Although not that widespread and well-known here in South Africa, you do get some venues and caterers (like us) who do offer these special services.

But what is it?

Basically, a tasting is an organised event where you book a table and then try (taste) different dishes that the venue or caterer can provide. This gives you a birds’ eye view of what they are capable of, how they present their dishes and what their flavour profile is.

How accurate is it?

Well, it depends on how many guests are attending (the more people, the more accurate since it will be closer to them cooking for you on your special day) and on the menu served. Maybe you didn’t like any of the served dishes, but you loved their style and presentation, and even the dishes you didn’t like were not because they were badly executed – they simply didn’t fall within your taste. Also, the tasting might be presented in a different format to what you would like, i.e. buffet while you prefer plated, or a tasting menu while you expect a buffet. All of these factors matter, but – a tasting can still give you a good idea of what the food will be like on the day.

Tasting etiquette: some do’s and don’ts:

Try to limit the number of people attending

Although a bigger group should be no problem for the caterers, it might become problematic to you, who in the end need to make the final decision. Just like too many cooks spoil the broth, so too many opinions can spoil a menu. Try to limit the tasting party to only those who really need to have an opinion. Planning a wedding? Then it should theoretically be the couple, maybe their best man and maid of honour, and in extreme cases the parents who are helping them pay for everything.

Don’t be too picky about the dishes

In most cases, you will be presented with a menu that will be tasted at the event, with limited if any choices to dishes or even how they will be served. This is to enable the caterers to cover a large number of people’s tastes, and thus service a larger group at the same time. Again, even if the dishes don’t fall in your taste, you will get a very good idea about the caterers’ use of spices, salt, sauces, garnish, etc. Things like hot plates, fast service and a balanced dish can all be experienced at a tasting.

Remember to pay on time, and cancel within a reasonable time

Ever heard the saying “there ain’t no such thing as a free lunch”? Meaning, that someone always has to pay? Well, in the case of a tasting, you get the privilege of paying. Make sure you are aware of the cost per person, when it should be paid, how it should be paid, what it includes, and until when do you have time to cancel should you have to.
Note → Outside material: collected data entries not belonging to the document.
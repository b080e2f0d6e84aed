use base64::engine::general_purpose::URL_SAFE_NO_PAD;
use base64::Engine;
use sha2::{Digest, Sha256};

#[derive(Debug, Clone, Default, PartialEq, Eq)]
#[derive(serde::Deserialize, serde::Serialize)]
pub enum Transformation {
    #[serde(rename = "plain")]
    #[default]
    Plain,
    S256
}

#[derive(Debug, Clone)]
#[derive(serde::Deserialize, serde::Serialize)]
pub struct Challenge {
    #[serde(rename = "code_challenge")]
    pub code: String,
    #[serde(rename = "code_challenge_method")]
    #[serde(default)]
    pub method: Transformation
}

#[derive(Debug)]
#[derive(serde::Deserialize)]
pub struct Verifier {
    #[serde(rename = "code_verifier")]
    pub value: String
}

/// Checks a presented verifier against the challenge stored with the
/// pending authorization (RFC 7636).
pub fn verify(challenge: &Challenge, verifier: Option<&Verifier>) -> bool {
    let verifier = match verifier {
        Some(v) => v,
        None => return false,
    };
    match challenge.method {
        Transformation::Plain => challenge.code == verifier.value,
        Transformation::S256 => {
            let digest = Sha256::digest(verifier.value.as_bytes());
            URL_SAFE_NO_PAD.encode(digest) == challenge.code
        }
    }
}

#[cfg(test)]
mod tests {
    use super::*;

    #[test]
    fn s256_matches_rfc_example() {
        // RFC 7636, appendix B.
        let challenge = Challenge {
            code: "E9Melhoa2OwvFrEMTJguCHaoeK1t8URWbuGJSstw-cM".to_string(),
            method: Transformation::S256,
        };
        let verifier = Verifier {
            value: "dBjftJeZ4CVP-mB92K27uhbUJU1p1r_wW1gFWFOEjXk".to_string(),
        };
        assert!(verify(&challenge, Some(&verifier)));
        assert!(!verify(&challenge, None));
    }

    #[test]
    fn plain_compares_verbatim() {
        let challenge = Challenge {
            code: "abc".to_string(),
            method: Transformation::Plain,
        };
        assert!(verify(&challenge, Some(&Verifier { value: "abc".to_string() })));
        assert!(!verify(&challenge, Some(&Verifier { value: "abd".to_string() })));
    }
}
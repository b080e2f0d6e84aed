pub mod auth;
pub mod core;
pub mod crypto;
pub mod db;
pub mod http;
pub mod oidc;
pub mod provider;
pub mod util;
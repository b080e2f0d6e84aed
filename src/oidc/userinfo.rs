use serde_json::{Map, Value};

/// Standard claims disclosed through the `profile`, `email`, `address` and
/// `phone` scopes, plus any custom claims a store attaches.
///
/// No `sub`: the enclosing token carries it.
#[derive(Debug, Clone, Default, PartialEq, serde::Serialize, serde::Deserialize)]
pub struct UserInfo {
    #[serde(skip_serializing_if = "Option::is_none")]
    pub name: Option<String>,
    #[serde(skip_serializing_if = "Option::is_none")]
    pub given_name: Option<String>,
    #[serde(skip_serializing_if = "Option::is_none")]
    pub family_name: Option<String>,
    #[serde(skip_serializing_if = "Option::is_none")]
    pub nickname: Option<String>,
    #[serde(skip_serializing_if = "Option::is_none")]
    pub preferred_username: Option<String>,
    #[serde(skip_serializing_if = "Option::is_none")]
    pub picture: Option<String>,
    #[serde(skip_serializing_if = "Option::is_none")]
    pub locale: Option<String>,
    #[serde(skip_serializing_if = "Option::is_none")]
    pub updated_at: Option<i64>,
    #[serde(skip_serializing_if = "Option::is_none")]
    pub email: Option<String>,
    #[serde(skip_serializing_if = "Option::is_none")]
    pub email_verified: Option<bool>,
    #[serde(skip_serializing_if = "Option::is_none")]
    pub phone_number: Option<String>,
    #[serde(skip_serializing_if = "Option::is_none")]
    pub phone_number_verified: Option<bool>,
    #[serde(skip_serializing_if = "Option::is_none")]
    pub address: Option<UserInfoAddress>,
    #[serde(flatten)]
    pub claims: Map<String, Value>,
}

#[derive(Debug, Clone, Default, PartialEq, serde::Serialize, serde::Deserialize)]
pub struct UserInfoAddress {
    #[serde(skip_serializing_if = "Option::is_none")]
    pub formatted: Option<String>,
    #[serde(skip_serializing_if = "Option::is_none")]
    pub street_address: Option<String>,
    #[serde(skip_serializing_if = "Option::is_none")]
    pub locality: Option<String>,
    #[serde(skip_serializing_if = "Option::is_none")]
    pub region: Option<String>,
    #[serde(skip_serializing_if = "Option::is_none")]
    pub postal_code: Option<String>,
    #[serde(skip_serializing_if = "Option::is_none")]
    pub country: Option<String>,
}

impl UserInfo {
    pub fn new() -> Self {
        Self::default()
    }

    pub fn append_claims(&mut self, key: impl Into<String>, value: Value) {
        self.claims.insert(key.into(), value);
    }
}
Book your tasting well in advance, and be flexible

Most venues and caterers only offer tastings a few times a year, so make sure that you are aware of the dates before you even book your venue. If you have missed the last one and will have your event before the next one, then get in touch with the powers that be to ask if they will make an exception. But don’t be too heartbroken or disappointed if they cannot. Sometimes there just isn’t any time left in the week.

Tastings are usually held on a weekday since most large events happen over weekends. They usually start early, to give everyone enough time to taste and maybe even chat with the chef, coordinator or organiser.

Some caterers offer an additional service where you can book your tasting to coincide with a planned event. In this way, you get to taste the food (it might be a completely different menu, but we have already covered how that doesn’t really matter) without having to attend the event. It usually works out cheaper, and most of the time you get to do this over a weekend.

Now that we know what it is, what is a tasting not?

A tasting is usually not worked out individually, so don’t be surprised if nothing of your potential or dreamed-off menu is presented.

Tastings can be a difficult event for the cateres, something that they must fit into an already busy schedule. And although they do appreciate the pressure and also understand it, most venues and caterers feel that their reputation, reviews and years in existence will give potential clients the peace of mind to book an event or wedding without a formal tasting beforehand. In most cases, these are the factors that are more important than what something tastes like on the day of the tasting.